I don't own Inuyasha nor anyone in the show. I can only wish I owned Miroku! But I do own this story until claimer. Got it? Good! Happy readings! Note: You know who the people are so I'm not going to explain them to you...

* * *

**The Gun**

"What do want now Inuyasha?" Kagome asked for the second time that day.

"Raman." The dog demon said hastely.

"I bought you some last night..." She said but he gave her a confusing look.

"Ate it," he said almost casually. Kagome glared at him with such an anger look that even a demon would run away.

"What?!" She yelled. "You ate _fifty _packs of instant Raman?!" Her glare deepened.

"I got hungry."

Kagome turned to the Boner Eaters well and climbed up, ready to jump, "Koga's right, you are a mutt!" That was the last word said before she jumped.

"Mom!" Kagome yelled through out her house, looking for her mother. "Mom, I'm back!"

"We're in here honey!" Her mothers voice came from the living room as she took off her shoes. Kagome walked into the living room.

"Mom, could I get a ride to the store tonight?" Kagome asked as she sat down where her mother was sitting.

"Sure but what for?" She asked as she sipped hot green tea.

"Inuyasha is being a pig."

"I don't know how you intend to deal with his bad eatting habits," She said as she got up and went into the kitchen to wash her cup.

"Tie him up for a week," Kagome said with slight anger.

"Well it's good to see you after half a month. Oh, and if any one askes, you've been sick and are now recoving from breastcancer," her mother smiled almost to innocently.

"Mom! No one's ever going to believe that!" She yelled, "Breastcancer, no way!"

"Don't blame me." She said as she nodded to Kagome's brother and grandfather, " It was their idea."

"Grandpa too?" Her mom nodded.

"You may want to do that later before the former." Mom said.

"That's what I ment." Kagome's head was full of what she said to Inuyasha before jumping into the well.

'I wonder what he's doing now, probably moping about it. How am I going to make it up to him?" She thought in wonder. "I could buy him more raman than I usually do

_Later..._ "What should I wear?" Kagome asked herself. She was looking for a white kimono and a black and red kimono.

"This one's white like Inuyasha's hair, but this one has red and is more... sexy." In the end she ended up wearing and red and black kimono as she put up her hair up into a wet ponytail. "Why not look sexy?"

She asked grabbed her wallet. "Mom, I'll be in the car!" She yelled as she waited for her mom to answer. She shoved her wallet into her obi.

"Okay I'll be out in a second!"

Minute later... Mom came out wearing the samething Kagome had on. "Mom, are you still trying to pick up guys at the super market?" She asked annoyed.

"What?
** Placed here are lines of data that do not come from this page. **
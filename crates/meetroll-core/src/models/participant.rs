use std::fmt;

use serde::{Deserialize, Serialize};

// Raw participant as returned by `conferenceRecords.participants.list`.
// Exactly one of the user fields is populated per record.
#[derive(Debug, Clone, Deserialize, Default)]
pub struct ParticipantRecord {
    #[serde(default)]
    pub name: Option<String>,
    #[serde(rename = "signedinUser", default)]
    pub signedin_user: Option<SignedinUser>,
    #[serde(rename = "anonymousUser", default)]
    pub anonymous_user: Option<AnonymousUser>,
    #[serde(rename = "phoneUser", default)]
    pub phone_user: Option<PhoneUser>,
}

#[derive(Debug, Clone, Deserialize, Default)]
pub struct SignedinUser {
    /// `users/{user}`
    #[serde(default)]
    pub user: Option<String>,
    #[serde(rename = "displayName", default)]
    pub display_name: String,
}

#[derive(Debug, Clone, Deserialize, Default)]
pub struct AnonymousUser {
    #[serde(rename = "displayName", default)]
    pub display_name: String,
}

#[derive(Debug, Clone, Deserialize, Default)]
pub struct PhoneUser {
    #[serde(rename = "displayName", default)]
    pub display_name: String,
}

impl ParticipantRecord {
    /// Classify the record. Anonymous identity is checked first; records
    /// with neither a signed-in nor an anonymous identity yield `None`.
    pub fn into_participant(self) -> Option<Participant> {
        if let Some(anon) = self.anonymous_user {
            Some(Participant {
                display_name: anon.display_name,
                kind: ParticipantKind::Anonymous,
            })
        } else {
            self.signedin_user.map(|user| Participant {
                display_name: user.display_name,
                kind: ParticipantKind::SignedIn,
            })
        }
    }
}

#[derive(Debug, Clone, Copy, PartialEq, Eq)]
pub enum ParticipantKind {
    SignedIn,
    Anonymous,
}

impl fmt::Display for ParticipantKind {
    fn fmt(&self, f: &mut fmt::Formatter<'_>) -> fmt::Result {
        match self {
            ParticipantKind::SignedIn => write!(f, "signed-in"),
            ParticipantKind::Anonymous => write!(f, "anonymous"),
        }
    }
}

#[derive(Debug, Clone, PartialEq, Eq)]
pub struct Participant {
    pub display_name: String,
    pub kind: ParticipantKind,
}

/// Attendance of one conference, in the order the API returned it.
///
/// Serialized as `{"parent_name", "signed_users", "anonymus_users"}`; the
/// misspelled key is kept so existing consumers of attendance files keep
/// working. Either spelling is accepted when reading.
#[derive(Debug, Clone, Serialize, Deserialize, PartialEq, Eq, Default)]
pub struct ParticipantRoster {
    pub parent_name: String,
    pub signed_users: Vec<String>,
    #[serde(rename = "anonymus_users", alias = "anonymous_users")]
    pub anonymous_users: Vec<String>,
}

impl ParticipantRoster {
    pub fn new(parent_name: impl Into<String>) -> Self {
        Self {
            parent_name: parent_name.into(),
            signed_users: Vec::new(),
            anonymous_users: Vec::new(),
        }
    }

    pub fn push(&mut self, participant: Participant) {
        match participant.kind {
            ParticipantKind::SignedIn => self.signed_users.push(participant.display_name),
            ParticipantKind::Anonymous => self.anonymous_users.push(participant.display_name),
        }
    }

    pub fn total(&self) -> usize {
        self.signed_users.len() + self.anonymous_users.len()
    }

    pub fn is_empty(&self) -> bool {
        self.total() == 0
    }
}

#[cfg(test)]
mod tests {
    use super::*;

    fn parse(json: &str) -> ParticipantRecord {
        serde_json::from_str(json).expect("Failed to parse participant test JSON")
    }

    #[test]
    fn test_anonymous_record_is_anonymous() {
        let record = parse(
            r#"{"name": "conferenceRecords/c/participants/1", "anonymousUser": {"displayName": "Guest 1"}}"#,
        );
        let participant = record.into_participant().unwrap();
        assert_eq!(participant.kind, ParticipantKind::Anonymous);
        assert_eq!(participant.kind.to_string(), "anonymous");
        assert_eq!(participant.display_name, "Guest 1");
    }

    #[test]
    fn test_signed_in_record_is_signed_in() {
        let record = parse(
            r#"{"signedinUser": {"user": "users/1234", "displayName": "Ada Lovelace"}}"#,
        );
        let participant = record.into_participant().unwrap();
        assert_eq!(participant.kind, ParticipantKind::SignedIn);
        assert_eq!(participant.display_name, "Ada Lovelace");
    }

    #[test]
    fn test_phone_only_record_is_dropped() {
        let record = parse(r#"{"phoneUser": {"displayName": "+1 555 *** **12"}}"#);
        assert!(record.into_participant().is_none());
        assert!(parse("{}").into_participant().is_none());
    }

    #[test]
    fn test_roster_keeps_kinds_apart() {
        let mut roster = ParticipantRoster::new("conferenceRecords/c");
        roster.push(Participant {
            display_name: "Guest".to_string(),
            kind: ParticipantKind::Anonymous,
        });
        roster.push(Participant {
            display_name: "Ada".to_string(),
            kind: ParticipantKind::SignedIn,
        });
        roster.push(Participant {
            display_name: "Ada".to_string(),
            kind: ParticipantKind::SignedIn,
        });

        assert_eq!(roster.signed_users, vec!["Ada", "Ada"]);
        assert_eq!(roster.anonymous_users, vec!["Guest"]);
        assert!(!roster.signed_users.contains(&"Guest".to_string()));
        assert_eq!(roster.total(), 3);
    }

    #[test]
    fn test_roster_serializes_legacy_key() {
        let mut roster = ParticipantRoster::new("conferenceRecords/c");
        roster.anonymous_users.push("Guest".to_string());

        let value = serde_json::to_value(&roster).unwrap();
        assert_eq!(value["parent_name"], "conferenceRecords/c");
        assert_eq!(value["anonymus_users"][0], "Guest");
        assert!(value.get("anonymous_users").is_none());

        let corrected = r#"{"parent_name": "p", "signed_users": [], "anonymous_users": ["x"]}"#;
        let parsed: ParticipantRoster = serde_json::from_str(corrected).unwrap();
        assert_eq!(parsed.anonymous_users, vec!["x"]);
    }
}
I deserve some one don't I?" She looked at Kagome. "And who are _you_ trying to impress?" Her mom asked as she looked at her with a smirk.

Kagome blushed, "Inuyasha. I told him I agreed with Koga." She sighed.

"Oh, he's the wolf demon who kidnapped me, and ever since he's been kind a obessed with taking me away from Inuyasha. I think Inuyasha is jealous." Kagome said taking a breathe and continued, "Koga's in lvoe with me."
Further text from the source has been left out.